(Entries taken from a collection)
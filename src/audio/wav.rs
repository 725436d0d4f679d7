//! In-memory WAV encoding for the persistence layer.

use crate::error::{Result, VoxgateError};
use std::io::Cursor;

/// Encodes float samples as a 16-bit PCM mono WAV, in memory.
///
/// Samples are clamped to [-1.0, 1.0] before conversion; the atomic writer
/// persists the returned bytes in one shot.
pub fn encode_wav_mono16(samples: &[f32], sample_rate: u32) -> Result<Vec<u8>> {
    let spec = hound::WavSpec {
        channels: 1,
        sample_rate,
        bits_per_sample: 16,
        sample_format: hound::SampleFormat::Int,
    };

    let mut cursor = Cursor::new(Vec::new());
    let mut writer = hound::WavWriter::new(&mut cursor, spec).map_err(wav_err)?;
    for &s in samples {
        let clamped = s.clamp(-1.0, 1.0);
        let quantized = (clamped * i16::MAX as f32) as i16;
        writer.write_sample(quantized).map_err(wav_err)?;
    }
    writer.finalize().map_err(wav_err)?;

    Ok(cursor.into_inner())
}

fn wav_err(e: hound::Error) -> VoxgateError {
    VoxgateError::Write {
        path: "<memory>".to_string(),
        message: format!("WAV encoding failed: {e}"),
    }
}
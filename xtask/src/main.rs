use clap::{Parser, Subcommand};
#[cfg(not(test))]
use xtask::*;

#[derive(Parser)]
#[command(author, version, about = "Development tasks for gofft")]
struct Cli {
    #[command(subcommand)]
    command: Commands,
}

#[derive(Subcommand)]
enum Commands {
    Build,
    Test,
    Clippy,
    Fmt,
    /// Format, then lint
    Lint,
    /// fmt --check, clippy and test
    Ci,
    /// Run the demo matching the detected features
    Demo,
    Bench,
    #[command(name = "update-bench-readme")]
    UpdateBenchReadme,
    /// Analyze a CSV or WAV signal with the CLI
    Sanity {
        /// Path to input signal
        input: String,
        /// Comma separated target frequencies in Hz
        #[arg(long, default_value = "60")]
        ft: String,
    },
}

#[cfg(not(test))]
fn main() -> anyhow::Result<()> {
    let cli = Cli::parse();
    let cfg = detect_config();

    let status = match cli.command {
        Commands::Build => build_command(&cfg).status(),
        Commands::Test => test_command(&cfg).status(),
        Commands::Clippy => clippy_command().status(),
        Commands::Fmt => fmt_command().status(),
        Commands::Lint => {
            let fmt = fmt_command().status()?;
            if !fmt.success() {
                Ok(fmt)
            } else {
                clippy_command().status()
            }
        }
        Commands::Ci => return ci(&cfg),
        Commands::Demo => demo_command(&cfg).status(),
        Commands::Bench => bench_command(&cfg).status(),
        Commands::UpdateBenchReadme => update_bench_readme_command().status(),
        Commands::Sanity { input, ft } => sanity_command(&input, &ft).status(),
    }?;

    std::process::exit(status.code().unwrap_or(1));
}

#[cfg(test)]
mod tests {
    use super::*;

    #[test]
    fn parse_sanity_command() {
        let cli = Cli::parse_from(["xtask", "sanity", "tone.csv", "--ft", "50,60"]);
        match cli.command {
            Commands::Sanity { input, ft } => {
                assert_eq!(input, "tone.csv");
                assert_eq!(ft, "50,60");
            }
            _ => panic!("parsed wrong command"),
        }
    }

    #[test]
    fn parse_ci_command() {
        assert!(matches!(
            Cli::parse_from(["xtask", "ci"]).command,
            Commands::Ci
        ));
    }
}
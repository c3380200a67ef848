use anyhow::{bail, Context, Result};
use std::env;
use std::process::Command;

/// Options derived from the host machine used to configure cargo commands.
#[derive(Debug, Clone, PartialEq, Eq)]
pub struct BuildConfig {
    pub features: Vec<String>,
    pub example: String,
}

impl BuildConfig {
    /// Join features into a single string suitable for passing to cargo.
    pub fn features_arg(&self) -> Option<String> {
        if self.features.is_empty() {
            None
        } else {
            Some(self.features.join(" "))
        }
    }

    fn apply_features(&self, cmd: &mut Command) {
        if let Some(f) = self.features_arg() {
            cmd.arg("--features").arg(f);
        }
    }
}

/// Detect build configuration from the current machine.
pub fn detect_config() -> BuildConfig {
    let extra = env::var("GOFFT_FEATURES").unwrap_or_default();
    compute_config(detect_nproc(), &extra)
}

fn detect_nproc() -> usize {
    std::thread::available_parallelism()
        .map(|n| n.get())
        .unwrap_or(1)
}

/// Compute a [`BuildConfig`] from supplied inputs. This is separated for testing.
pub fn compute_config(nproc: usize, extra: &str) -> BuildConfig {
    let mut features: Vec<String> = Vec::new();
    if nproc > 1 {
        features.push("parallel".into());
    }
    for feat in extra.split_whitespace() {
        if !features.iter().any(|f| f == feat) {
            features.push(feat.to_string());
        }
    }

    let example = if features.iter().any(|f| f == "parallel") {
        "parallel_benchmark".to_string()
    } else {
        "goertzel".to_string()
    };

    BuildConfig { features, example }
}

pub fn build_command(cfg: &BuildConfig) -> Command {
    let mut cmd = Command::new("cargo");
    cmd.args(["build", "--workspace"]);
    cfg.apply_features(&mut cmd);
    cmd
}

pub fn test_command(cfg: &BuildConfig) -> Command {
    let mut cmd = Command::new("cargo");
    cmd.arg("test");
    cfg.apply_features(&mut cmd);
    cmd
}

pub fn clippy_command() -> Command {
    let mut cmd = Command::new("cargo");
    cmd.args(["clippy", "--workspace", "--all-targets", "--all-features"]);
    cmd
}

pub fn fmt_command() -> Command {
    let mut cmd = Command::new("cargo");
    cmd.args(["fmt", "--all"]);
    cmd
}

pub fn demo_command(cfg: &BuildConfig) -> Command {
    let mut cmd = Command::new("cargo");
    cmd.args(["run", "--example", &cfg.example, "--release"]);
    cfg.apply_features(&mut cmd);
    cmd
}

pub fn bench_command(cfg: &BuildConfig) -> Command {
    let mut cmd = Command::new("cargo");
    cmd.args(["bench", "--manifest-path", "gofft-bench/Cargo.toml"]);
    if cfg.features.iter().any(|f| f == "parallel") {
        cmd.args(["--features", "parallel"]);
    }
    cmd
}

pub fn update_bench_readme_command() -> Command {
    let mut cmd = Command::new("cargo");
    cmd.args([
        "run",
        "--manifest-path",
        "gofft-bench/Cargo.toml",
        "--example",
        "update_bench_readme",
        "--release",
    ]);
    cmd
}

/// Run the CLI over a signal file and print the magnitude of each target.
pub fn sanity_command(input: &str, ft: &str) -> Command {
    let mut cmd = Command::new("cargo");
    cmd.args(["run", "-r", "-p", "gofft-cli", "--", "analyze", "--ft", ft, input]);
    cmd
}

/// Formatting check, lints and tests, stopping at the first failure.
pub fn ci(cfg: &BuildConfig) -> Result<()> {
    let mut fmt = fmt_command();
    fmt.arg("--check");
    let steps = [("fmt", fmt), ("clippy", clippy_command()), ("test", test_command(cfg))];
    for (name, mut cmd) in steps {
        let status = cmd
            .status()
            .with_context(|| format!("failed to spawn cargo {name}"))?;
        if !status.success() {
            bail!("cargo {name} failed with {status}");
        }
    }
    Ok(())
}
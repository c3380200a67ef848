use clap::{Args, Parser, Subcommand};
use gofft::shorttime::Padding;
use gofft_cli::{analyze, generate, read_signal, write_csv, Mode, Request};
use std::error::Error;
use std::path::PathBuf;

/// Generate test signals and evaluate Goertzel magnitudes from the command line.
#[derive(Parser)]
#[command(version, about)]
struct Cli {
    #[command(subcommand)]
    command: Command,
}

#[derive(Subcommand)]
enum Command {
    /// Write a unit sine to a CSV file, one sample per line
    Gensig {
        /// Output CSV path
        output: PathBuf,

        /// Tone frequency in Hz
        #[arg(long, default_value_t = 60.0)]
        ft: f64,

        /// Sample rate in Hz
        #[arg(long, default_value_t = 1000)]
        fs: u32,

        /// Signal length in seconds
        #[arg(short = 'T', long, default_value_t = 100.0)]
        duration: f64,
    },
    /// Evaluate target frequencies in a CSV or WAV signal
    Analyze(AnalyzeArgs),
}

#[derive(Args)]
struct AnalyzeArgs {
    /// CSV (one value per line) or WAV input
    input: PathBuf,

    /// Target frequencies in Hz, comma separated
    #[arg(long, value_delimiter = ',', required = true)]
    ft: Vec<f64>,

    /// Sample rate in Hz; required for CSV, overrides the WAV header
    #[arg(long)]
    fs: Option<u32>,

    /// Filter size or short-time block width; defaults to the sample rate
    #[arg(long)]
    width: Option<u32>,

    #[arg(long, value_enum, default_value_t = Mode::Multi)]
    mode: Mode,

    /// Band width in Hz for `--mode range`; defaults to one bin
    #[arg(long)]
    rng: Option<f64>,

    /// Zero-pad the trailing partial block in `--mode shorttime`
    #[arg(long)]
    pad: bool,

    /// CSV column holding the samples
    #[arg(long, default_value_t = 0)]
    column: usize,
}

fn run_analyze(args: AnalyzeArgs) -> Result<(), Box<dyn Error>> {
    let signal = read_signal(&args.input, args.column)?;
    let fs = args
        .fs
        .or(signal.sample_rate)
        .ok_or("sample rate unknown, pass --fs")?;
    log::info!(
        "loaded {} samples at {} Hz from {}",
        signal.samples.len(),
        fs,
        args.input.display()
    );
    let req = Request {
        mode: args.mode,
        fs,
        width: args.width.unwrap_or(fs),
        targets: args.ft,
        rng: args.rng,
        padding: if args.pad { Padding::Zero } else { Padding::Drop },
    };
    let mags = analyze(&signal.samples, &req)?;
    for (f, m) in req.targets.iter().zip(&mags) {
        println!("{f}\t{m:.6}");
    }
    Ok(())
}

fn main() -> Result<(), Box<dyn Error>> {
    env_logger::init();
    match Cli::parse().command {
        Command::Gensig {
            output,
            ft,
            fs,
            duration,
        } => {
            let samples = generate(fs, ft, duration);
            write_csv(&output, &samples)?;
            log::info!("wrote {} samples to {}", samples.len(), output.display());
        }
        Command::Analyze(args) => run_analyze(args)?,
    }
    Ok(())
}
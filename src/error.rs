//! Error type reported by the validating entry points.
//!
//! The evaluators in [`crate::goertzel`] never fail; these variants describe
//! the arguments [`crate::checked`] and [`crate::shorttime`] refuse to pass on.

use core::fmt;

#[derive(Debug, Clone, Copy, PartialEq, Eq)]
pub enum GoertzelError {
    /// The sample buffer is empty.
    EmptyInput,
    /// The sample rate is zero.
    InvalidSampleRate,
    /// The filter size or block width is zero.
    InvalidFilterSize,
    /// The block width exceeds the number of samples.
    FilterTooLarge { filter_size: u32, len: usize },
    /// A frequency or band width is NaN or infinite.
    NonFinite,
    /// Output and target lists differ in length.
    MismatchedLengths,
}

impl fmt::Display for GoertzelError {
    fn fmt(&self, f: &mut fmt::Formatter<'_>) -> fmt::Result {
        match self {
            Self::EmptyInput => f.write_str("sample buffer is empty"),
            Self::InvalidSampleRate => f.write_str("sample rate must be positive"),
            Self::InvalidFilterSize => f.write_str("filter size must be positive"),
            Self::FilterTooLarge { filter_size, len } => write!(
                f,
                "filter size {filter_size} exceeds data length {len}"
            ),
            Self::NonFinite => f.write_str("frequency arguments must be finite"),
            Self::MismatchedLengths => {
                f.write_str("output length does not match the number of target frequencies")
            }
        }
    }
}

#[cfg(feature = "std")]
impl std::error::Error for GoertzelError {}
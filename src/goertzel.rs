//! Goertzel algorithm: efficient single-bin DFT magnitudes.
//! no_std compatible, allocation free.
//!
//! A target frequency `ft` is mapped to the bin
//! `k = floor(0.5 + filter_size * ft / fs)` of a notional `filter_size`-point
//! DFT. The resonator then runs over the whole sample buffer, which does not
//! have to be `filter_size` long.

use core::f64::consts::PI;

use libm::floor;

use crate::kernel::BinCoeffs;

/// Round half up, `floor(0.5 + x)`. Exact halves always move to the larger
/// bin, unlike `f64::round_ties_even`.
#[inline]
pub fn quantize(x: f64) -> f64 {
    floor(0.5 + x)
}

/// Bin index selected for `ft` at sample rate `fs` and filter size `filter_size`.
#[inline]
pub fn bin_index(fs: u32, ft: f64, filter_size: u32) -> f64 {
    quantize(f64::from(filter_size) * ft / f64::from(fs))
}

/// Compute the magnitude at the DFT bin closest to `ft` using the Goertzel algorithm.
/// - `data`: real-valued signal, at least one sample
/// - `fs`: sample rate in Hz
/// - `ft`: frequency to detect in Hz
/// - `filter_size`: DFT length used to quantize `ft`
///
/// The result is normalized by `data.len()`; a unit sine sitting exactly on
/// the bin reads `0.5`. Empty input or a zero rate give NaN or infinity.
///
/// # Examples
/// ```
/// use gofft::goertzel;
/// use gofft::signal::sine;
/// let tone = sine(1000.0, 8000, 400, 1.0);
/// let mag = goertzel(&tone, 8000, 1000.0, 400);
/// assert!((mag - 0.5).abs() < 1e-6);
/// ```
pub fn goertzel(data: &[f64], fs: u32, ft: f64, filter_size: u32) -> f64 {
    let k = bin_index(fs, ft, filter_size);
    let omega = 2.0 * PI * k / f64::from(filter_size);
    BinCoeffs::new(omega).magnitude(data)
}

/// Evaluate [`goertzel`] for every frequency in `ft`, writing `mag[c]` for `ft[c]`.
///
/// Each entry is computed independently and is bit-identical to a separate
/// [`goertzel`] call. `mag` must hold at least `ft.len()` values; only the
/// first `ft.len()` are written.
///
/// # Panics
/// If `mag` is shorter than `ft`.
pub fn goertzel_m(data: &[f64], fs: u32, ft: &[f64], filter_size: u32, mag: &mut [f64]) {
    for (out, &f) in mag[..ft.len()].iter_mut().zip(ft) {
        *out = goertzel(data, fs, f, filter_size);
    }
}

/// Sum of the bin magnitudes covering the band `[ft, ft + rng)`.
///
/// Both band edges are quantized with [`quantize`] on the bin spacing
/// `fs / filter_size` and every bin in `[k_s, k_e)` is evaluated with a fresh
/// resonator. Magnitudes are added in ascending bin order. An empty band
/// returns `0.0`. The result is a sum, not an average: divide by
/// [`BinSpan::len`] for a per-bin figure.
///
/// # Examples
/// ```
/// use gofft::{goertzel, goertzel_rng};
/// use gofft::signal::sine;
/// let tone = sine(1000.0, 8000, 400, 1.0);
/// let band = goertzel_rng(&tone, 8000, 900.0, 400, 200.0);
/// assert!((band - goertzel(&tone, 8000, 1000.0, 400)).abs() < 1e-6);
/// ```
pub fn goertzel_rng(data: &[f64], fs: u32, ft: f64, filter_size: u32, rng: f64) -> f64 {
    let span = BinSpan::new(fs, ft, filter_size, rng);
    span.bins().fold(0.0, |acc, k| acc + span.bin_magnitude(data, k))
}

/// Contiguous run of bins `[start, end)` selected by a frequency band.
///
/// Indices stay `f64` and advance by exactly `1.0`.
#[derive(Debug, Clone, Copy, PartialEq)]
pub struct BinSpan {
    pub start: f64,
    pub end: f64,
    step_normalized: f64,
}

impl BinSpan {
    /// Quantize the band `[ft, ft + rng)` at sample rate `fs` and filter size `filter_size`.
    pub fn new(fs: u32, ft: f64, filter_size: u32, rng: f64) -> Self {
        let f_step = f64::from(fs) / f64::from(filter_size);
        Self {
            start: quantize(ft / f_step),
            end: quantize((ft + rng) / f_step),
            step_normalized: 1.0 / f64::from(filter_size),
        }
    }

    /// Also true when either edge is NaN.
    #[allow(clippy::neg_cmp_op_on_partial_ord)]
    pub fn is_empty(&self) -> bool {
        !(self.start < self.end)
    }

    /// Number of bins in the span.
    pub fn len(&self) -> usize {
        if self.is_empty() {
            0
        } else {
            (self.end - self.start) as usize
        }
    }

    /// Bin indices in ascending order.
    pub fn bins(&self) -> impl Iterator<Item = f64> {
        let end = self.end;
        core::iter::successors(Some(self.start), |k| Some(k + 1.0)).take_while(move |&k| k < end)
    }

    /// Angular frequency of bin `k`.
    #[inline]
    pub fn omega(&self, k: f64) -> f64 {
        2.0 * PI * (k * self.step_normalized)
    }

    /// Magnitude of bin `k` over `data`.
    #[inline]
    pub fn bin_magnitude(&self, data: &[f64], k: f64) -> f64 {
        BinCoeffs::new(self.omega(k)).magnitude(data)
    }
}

• **The task**
Each line in the entries above, starting at the line with "pub fn clippy_command()" and ending at the line with "pub fn demo_command(cfg: &BuildConfig)", is to be printed exactly, and only those lines.

• **Answer section**
pub fn clippy_command() -> Command {
    let mut cmd = Command::new("cargo");
    cmd.args(["clippy", "--workspace", "--all-targets", "--all-features"]);
    cmd
}

pub fn fmt_command() -> Command {
    let mut cmd = Command::new("cargo");
    cmd.args(["fmt", "--all"]);
    cmd
}

pub fn demo_command(cfg: &BuildConfig) -> Command {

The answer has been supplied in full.